There are a few things to keep in mind with the Model 5000 Mk III, however. It has an uncommonly low 1V output, so if your system is wanting for gain (perhaps because you use a passive preamp), this DAC will only exacerbate the problem. Also, you should partner this DAC with a high-quality transport -- the best you can find, in fact. I used two different DVD players, and while both were fine, you don't want to pay almost $10,000 for a DAC and have it sound "fine." A Mark Levinson No.37 transport was far superior, passing along incomparable amounts information, which the Model 5000 Mk III made the most of. Finally, I achieved the best results with a very neutral BNC-terminated digital cable: the i2Digital X-60. No supposed complementary colorations need apply. You'll want to get all the unadulterated digital data you can to this DAC.

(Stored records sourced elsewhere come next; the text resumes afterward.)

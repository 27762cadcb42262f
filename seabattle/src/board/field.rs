// Copyright 2020 Zachary Stewart
//
// Licensed under the Apache License, Version 2.0 (the "License");
// you may not use this file except in compliance with the License.
// You may obtain a copy of the License at
//
//     http://www.apache.org/licenses/LICENSE-2.0
//
// Unless required by applicable law or agreed to in writing, software
// distributed under the License is distributed on an "AS IS" BASIS,
// WITHOUT WARRANTIES OR CONDITIONS OF ANY KIND, either express or implied.
// See the License for the specific language governing permissions and
// limitations under the License.

//! Index from grid coordinates to the ship that occupies them.

use std::{borrow::Borrow, collections::HashMap};

use crate::board::Coordinate;

/// Mapping of occupied cells to the index of the owning ship in the fleet.
#[derive(Debug, Default)]
pub(super) struct Field {
    cells: HashMap<Coordinate, usize>,
}

impl Field {
    pub(super) fn new() -> Self {
        Self::default()
    }

    /// Record `ship` as the occupant of `coord`. Returns the previous occupant, which
    /// is replaced.
    pub(super) fn claim(&mut self, coord: Coordinate, ship: usize) -> Option<usize> {
        self.cells.insert(coord, ship)
    }

    /// Get the index of the ship occupying the given [`Coordinate`], if any.
    pub(super) fn get<B: Borrow<Coordinate>>(&self, coord: B) -> Option<usize> {
        self.cells.get(coord.borrow()).copied()
    }

    /// Number of occupied cells.
    pub(super) fn len(&self) -> usize {
        self.cells.len()
    }
}
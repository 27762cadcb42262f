// Copyright 2020 Zachary Stewart
//
// Licensed under the Apache License, Version 2.0 (the "License");
// you may not use this file except in compliance with the License.
// You may obtain a copy of the License at
//
//     http://www.apache.org/licenses/LICENSE-2.0
//
// Unless required by applicable law or agreed to in writing, software
// distributed under the License is distributed on an "AS IS" BASIS,
// WITHOUT WARRANTIES OR CONDITIONS OF ANY KIND, either express or implied.
// See the License for the specific language governing permissions and
// limitations under the License.

use log::debug;

use crate::{board::Coordinate, config::Geometry, ships::Segment};

/// Derive the cells a ship occupies from its endpoints.
///
/// With [`Geometry::Legacy`] the first test is `start.row < end.row`: such a ship runs
/// down rows `start.row..=end.row`, but in column `end.column + 1`. Otherwise if
/// `start.column < end.column` it runs along `start.row`. Any other pair, including a
/// reversed one, gives the single cell at `start`.
///
/// With [`Geometry::Straight`] a ship whose rows differ runs down `start.column`,
/// otherwise it runs along `start.row`; endpoints may be given in either order.
pub fn derive_segments(start: Coordinate, end: Coordinate, geometry: Geometry) -> Vec<Segment> {
    let segments: Vec<Segment> = match geometry {
        Geometry::Legacy => {
            if start.row < end.row {
                (start.row..=end.row)
                    .map(|row| Segment::new(Coordinate::new(row, end.column + 1)))
                    .collect()
            } else if start.column < end.column {
                (start.column..=end.column)
                    .map(|column| Segment::new(Coordinate::new(start.row, column)))
                    .collect()
            } else {
                vec![Segment::new(start)]
            }
        }
        Geometry::Straight => {
            if start.row != end.row {
                span(start.row, end.row)
                    .map(|row| Segment::new(Coordinate::new(row, start.column)))
                    .collect()
            } else {
                span(start.column, end.column)
                    .map(|column| Segment::new(Coordinate::new(start.row, column)))
                    .collect()
            }
        }
    };
    debug!(
        "derived {} segments from {} to {} ({:?})",
        segments.len(),
        start,
        end,
        geometry
    );
    segments
}

/// Inclusive range between two values in either order.
fn span(a: usize, b: usize) -> std::ops::RangeInclusive<usize> {
    a.min(b)..=a.max(b)
}

#[cfg(test)]
mod tests {
    use super::*;

    fn cells(start: (usize, usize), end: (usize, usize), geometry: Geometry) -> Vec<(usize, usize)> {
        derive_segments(start.into(), end.into(), geometry)
            .into_iter()
            .map(|segment| <(usize, usize)>::from(segment.coord()))
            .collect()
    }

    #[test]
    fn legacy_vertical_is_shifted_right() {
        assert_eq!(
            cells((2, 0), (4, 0), Geometry::Legacy),
            vec![(2, 1), (3, 1), (4, 1)]
        );
        // The shift follows the end column, not the start column.
        assert_eq!(cells((5, 2), (6, 7), Geometry::Legacy), vec![(5, 8), (6, 8)]);
    }

    #[test]
    fn legacy_horizontal() {
        assert_eq!(
            cells((0, 0), (0, 3), Geometry::Legacy),
            vec![(0, 0), (0, 1), (0, 2), (0, 3)]
        );
    }

    #[test]
    fn legacy_reversed_is_single_cell() {
        assert_eq!(cells((4, 0), (2, 0), Geometry::Legacy), vec![(4, 0)]);
        assert_eq!(cells((0, 3), (0, 0), Geometry::Legacy), vec![(0, 3)]);
        assert_eq!(cells((9, 9), (9, 9), Geometry::Legacy), vec![(9, 9)]);
    }

    #[test]
    fn straight_vertical_keeps_column() {
        assert_eq!(
            cells((2, 0), (4, 0), Geometry::Straight),
            vec![(2, 0), (3, 0), (4, 0)]
        );
        assert_eq!(
            cells((4, 0), (2, 0), Geometry::Straight),
            vec![(2, 0), (3, 0), (4, 0)]
        );
    }

    #[test]
    fn straight_horizontal_either_order() {
        assert_eq!(
            cells((3, 6), (3, 4), Geometry::Straight),
            vec![(3, 4), (3, 5), (3, 6)]
        );
        assert_eq!(cells((7, 7), (7, 7), Geometry::Straight), vec![(7, 7)]);
    }
}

Also, if you listen to a steady diet of easy-to-reproduce music -- solo wood block, or steel drum and dulcimer (hey, some people do like this stuff) -- you will be wasting your considerable money on the Model 5000 Mk III. Oh, it will decipher such recordings with consummate realism, but it won't be breathing hard doing so, and lesser DACs that are also far less expensive can reproduce such sound effects in impressive fashion. Why drive a Ferrari to the corner store when a Ford will get you there too? Pull out some orchestral recordings or full-on rock'n'roll or large-ensemble jazz to hear the Model 5000 Mk III in all its glory. It will reproduce such music with great sophistication, and you'll know instantly what all the hubbub is about with this DAC.
Yes, SACD and DVD-A are here and growing in stature, but one of the most coveted features of universal audio/video players is audiophile-approved CD playback. After all, we all have large CD collections that we plan to continue to enjoy -- and even add to. I know of no better-sounding way to play CDs here and now than the Zanden Model 5000 Mk III DAC connected to a top-flight transport. And if you want SACD and DVD-A playback, your preamp does have more than one set of inputs, doesn't it?
Zanden's advertising for the Model 5000 Mk III states that it's "probably the world's best DAC." Well, it's the best DAC I've heard -- no "probably" about it. If you can afford the Model 5000 Mk III and have a CD collection that will put it to good use, you should hear this gleaming jewel. The Model 5000 Mk II was a Reviewers' Choice last year, and so is the Mk III this year.